Post
Topic
Board Altcoin Discussion
Re: Gold, Pot, and Fertilizer, oh my!
by
NewLiberty
on 21/08/2015, 15:50:10 UTC
I don't see the difference your distinction makes, (why is this important?).

The electricity is consumed, the sunk cost of the hardware is depreciated over time as it is used, heat is a byproduct.  
The water and sunlight is consumed, land is depreciated, new seeds may be produced, fiber is a byproduct.

No matter and energy is created or destroyed, though a modicum is transformed, in each case.

Both cases the means of production are not consumed, both require some amount of entropy/time to pass.  The process is similar enough that the distinction is not so meaningful.

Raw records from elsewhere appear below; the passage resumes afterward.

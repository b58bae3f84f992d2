//! TaskStore port - タスクの正本（source of truth）
//!
//! TaskStore は `tasks` テーブルを管理します：
//! - 行の作成（ID の採番）
//! - 取得・一覧（作成順のページング）
//! - 部分更新（1 行単位でアトミック）
//! - 削除
//!
//! # 実装
//! - `InMemoryTaskStore`（テスト・開発用）
//! - `SqliteTaskStore`（rusqlite）

use async_trait::async_trait;
use chrono::{DateTime, Utc};
use std::collections::BTreeMap;

use crate::domain::{NewTask, Page, Task, TaskChanges, TaskError, TaskId, TaskStatus};

/// TaskStore は状態の正本
///
/// # 設計原則
/// - 1 行の更新はアトミック（`Precondition` 付きなら compare-and-set、なければ last-writer-wins）
/// - 状態遷移の検証は `Task::apply` に委譲し、ロック／トランザクションの内側で行う
/// - 時刻は呼び出し側（Clock）から受け取る
#[async_trait]
pub trait TaskStore: Send + Sync {
    /// 新しい行を PENDING で作成し、採番済みの Task を返す
    async fn insert(&self, task: &NewTask, now: DateTime<Utc>) -> Result<Task, TaskError>;

    async fn get(&self, id: TaskId) -> Result<Option<Task>, TaskError>;

    /// 作成順（ID 昇順）で `skip` 件飛ばして最大 `limit` 件
    async fn list(&self, page: Page) -> Result<Vec<Task>, TaskError>;

    /// 変更を適用して更新後の行を返す。行がなければ `Ok(None)`
    async fn apply(
        &self,
        id: TaskId,
        changes: &TaskChanges,
        now: DateTime<Utc>,
    ) -> Result<Option<Task>, TaskError>;

    /// 削除できたら `true`
    async fn delete(&self, id: TaskId) -> Result<bool, TaskError>;

    /// 状態ごとの件数（0 件の状態も含む）
    async fn counts_by_status(&self) -> Result<BTreeMap<TaskStatus, u64>, TaskError>;

    /// 作成日時の新しい順に最大 `limit` 件
    async fn recent(&self, limit: u64) -> Result<Vec<Task>, TaskError>;
}

/// Every status with a zero count, as a starting point for aggregation.
pub fn empty_counts() -> BTreeMap<TaskStatus, u64> {
    TaskStatus::ALL.iter().map(|s| (*s, 0)).collect()
}
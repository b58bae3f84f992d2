//! DeliveryQueue port - 通知キュー（Queue Gateway）
//!
//! DeliveryQueue は `TaskMessage` を配送するだけで、状態は持ちません。
//! 正本はあくまで TaskStore です。
//!
//! # 配送セマンティクス（at-least-once）
//! - `receive` はメッセージごとに新しい `Receipt` を発行し、
//!   visibility timeout の間そのメッセージを他の受信者から隠す
//! - `acknowledge` されなかったメッセージは timeout 後に再び見えるようになる
//! - 自動リトライはしない（再配送は visibility timeout に任せる）
//!
//! # 実装
//! - `InMemoryDeliveryQueue`（開発用・単一プロセス）
//! - `SqliteDeliveryQueue`（API と worker を別プロセスで動かす場合）

use async_trait::async_trait;
use serde::{Deserialize, Serialize};
use std::fmt;
use std::time::Duration;
use thiserror::Error;

use crate::domain::TaskMessage;

#[derive(Debug, Error)]
pub enum QueueError {
    #[error("queue transport failure: {0}")]
    Transport(String),

    #[error("failed to encode message: {0}")]
    Encode(#[from] serde_json::Error),

    #[error("unknown or expired receipt: {0}")]
    UnknownReceipt(Receipt),

    #[error("queue is closed")]
    Closed,
}

impl From<rusqlite::Error> for QueueError {
    fn from(e: rusqlite::Error) -> Self {
        QueueError::Transport(e.to_string())
    }
}

impl From<tokio::task::JoinError> for QueueError {
    fn from(e: tokio::task::JoinError) -> Self {
        QueueError::Transport(format!("queue task join error: {e}"))
    }
}

/// Acknowledgment token handed out by `receive`.
///
/// A receipt is only valid for the receive that produced it; a redelivered
/// message carries a new one.
#[derive(Debug, Clone, PartialEq, Eq, Hash, Default, Serialize, Deserialize)]
#[serde(transparent)]
pub struct Receipt(String);

impl Receipt {
    pub fn new(value: impl Into<String>) -> Self {
        Self(value.into())
    }

    pub fn as_str(&self) -> &str {
        &self.0
    }

    pub fn is_empty(&self) -> bool {
        self.0.is_empty()
    }
}

impl fmt::Display for Receipt {
    fn fmt(&self, f: &mut fmt::Formatter<'_>) -> fmt::Result {
        self.0.fmt(f)
    }
}

/// One received message: the raw body plus its acknowledgment token.
///
/// The body is kept raw so the worker can report a malformed payload
/// instead of losing the record.
#[derive(Debug, Clone, PartialEq, Eq, Serialize, Deserialize)]
pub struct Delivery {
    #[serde(rename = "receiptHandle", default)]
    pub receipt: Receipt,
    pub body: String,
}

impl Delivery {
    pub fn new(receipt: Receipt, body: impl Into<String>) -> Self {
        Self {
            receipt,
            body: body.into(),
        }
    }
}

/// Approximate queue depth.
#[derive(Debug, Clone, Copy, Default, PartialEq, Eq, Serialize, Deserialize)]
pub struct QueueCounts {
    pub messages_available: u64,
    pub messages_in_flight: u64,
}

/// DeliveryQueue は TaskMessage を配送するキュー
///
/// # 設計原則
/// - `send` はメッセージをフラットな JSON にして積む
/// - `receive` は最大 `wait` まで long-poll する（0 件で返ることもある）
/// - 失敗はすべて `QueueError` として呼び出し側に返す（リトライしない）
#[async_trait]
pub trait DeliveryQueue: Send + Sync {
    async fn send(&self, message: &TaskMessage) -> Result<(), QueueError>;

    async fn receive(
        &self,
        max_messages: usize,
        wait: Duration,
    ) -> Result<Vec<Delivery>, QueueError>;

    async fn acknowledge(&self, receipt: &Receipt) -> Result<(), QueueError>;

    async fn counts(&self) -> Result<QueueCounts, QueueError>;

    /// Short label for status output (`"memory"`, `"sqlite"`).
    fn backend(&self) -> &'static str;
}

#[cfg(test)]
mod tests {
    use super::*;

    #[test]
    fn delivery_reads_trigger_event_record() {
        let record = r#"{"messageId": "m-1", "receiptHandle": "abc", "body": "{\"task_id\": 1}"}"#;
        let d: Delivery = serde_json::from_str(record).unwrap();
        assert_eq!(d.receipt, Receipt::new("abc"));
        assert_eq!(d.body, r#"{"task_id": 1}"#);
    }

    #[test]
    fn delivery_without_receipt_gets_empty_one() {
        let d: Delivery = serde_json::from_str(r#"{"body": "x"}"#).unwrap();
        assert!(d.receipt.is_empty());
    }
}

The guy with the pot started with a seed and some sun.
The guy with the coin started with a CPU, code and some energy.

If you have extra of either, you might do a trade, but... why not just use a better coin?


The "seed and some sun[light]" (NewLiberty) is "consumed" (NewLiberty); however, the "code" (NewLiberty) never is, and the "CPU" (NewLiberty) but marginally so.

Right, we already agreed on this.  The electricity for generating the coin is also "consumed".
Both are exchanging product and not the means of production (they aren't trading hashing farms for... well... hash farms).

We agree that they are distinct things being exchanged with distinct processes to create them, what I am looking for is why this distinction matters to you or anyone?
My guess is that you were trying to establish that in a cost-basis theory of market exchange that any amount of one for the other would not be "fair"... or something else?